==== RECORDS SHOWN

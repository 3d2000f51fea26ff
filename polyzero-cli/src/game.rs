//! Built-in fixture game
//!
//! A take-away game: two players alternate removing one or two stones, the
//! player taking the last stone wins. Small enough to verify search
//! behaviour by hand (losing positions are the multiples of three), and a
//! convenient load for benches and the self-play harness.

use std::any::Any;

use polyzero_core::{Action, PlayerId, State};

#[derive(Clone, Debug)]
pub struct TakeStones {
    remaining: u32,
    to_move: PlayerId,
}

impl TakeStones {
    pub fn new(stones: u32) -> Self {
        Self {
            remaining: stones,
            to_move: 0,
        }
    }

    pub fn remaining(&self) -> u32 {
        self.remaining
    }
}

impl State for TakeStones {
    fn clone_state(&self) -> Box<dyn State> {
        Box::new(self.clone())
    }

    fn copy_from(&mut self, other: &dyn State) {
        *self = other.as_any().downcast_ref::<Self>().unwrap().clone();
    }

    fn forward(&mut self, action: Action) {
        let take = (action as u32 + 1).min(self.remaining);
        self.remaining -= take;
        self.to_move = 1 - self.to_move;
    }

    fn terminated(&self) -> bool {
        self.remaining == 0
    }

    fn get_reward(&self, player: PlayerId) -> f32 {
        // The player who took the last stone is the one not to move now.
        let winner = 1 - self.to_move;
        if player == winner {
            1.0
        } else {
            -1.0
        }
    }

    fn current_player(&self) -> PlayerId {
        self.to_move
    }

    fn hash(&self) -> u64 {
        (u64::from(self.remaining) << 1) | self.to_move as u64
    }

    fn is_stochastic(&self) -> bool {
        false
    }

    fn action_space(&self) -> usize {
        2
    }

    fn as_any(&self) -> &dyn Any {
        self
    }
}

========
==== RECORDS SHOWN

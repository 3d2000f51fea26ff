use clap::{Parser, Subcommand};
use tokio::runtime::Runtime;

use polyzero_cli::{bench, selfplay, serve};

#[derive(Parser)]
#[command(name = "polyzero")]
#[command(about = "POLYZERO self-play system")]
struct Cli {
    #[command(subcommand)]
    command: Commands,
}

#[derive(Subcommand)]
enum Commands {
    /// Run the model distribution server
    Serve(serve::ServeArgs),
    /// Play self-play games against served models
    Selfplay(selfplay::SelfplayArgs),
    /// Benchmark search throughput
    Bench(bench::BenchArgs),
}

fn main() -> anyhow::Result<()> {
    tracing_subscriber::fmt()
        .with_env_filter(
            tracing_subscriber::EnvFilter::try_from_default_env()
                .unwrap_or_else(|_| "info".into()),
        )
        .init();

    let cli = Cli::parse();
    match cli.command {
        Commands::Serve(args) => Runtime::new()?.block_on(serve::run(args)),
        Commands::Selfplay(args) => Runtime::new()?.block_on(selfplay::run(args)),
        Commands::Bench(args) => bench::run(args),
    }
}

========

Say, as a single number and nothing more, how many lines of the entries contain the word "remaining".

8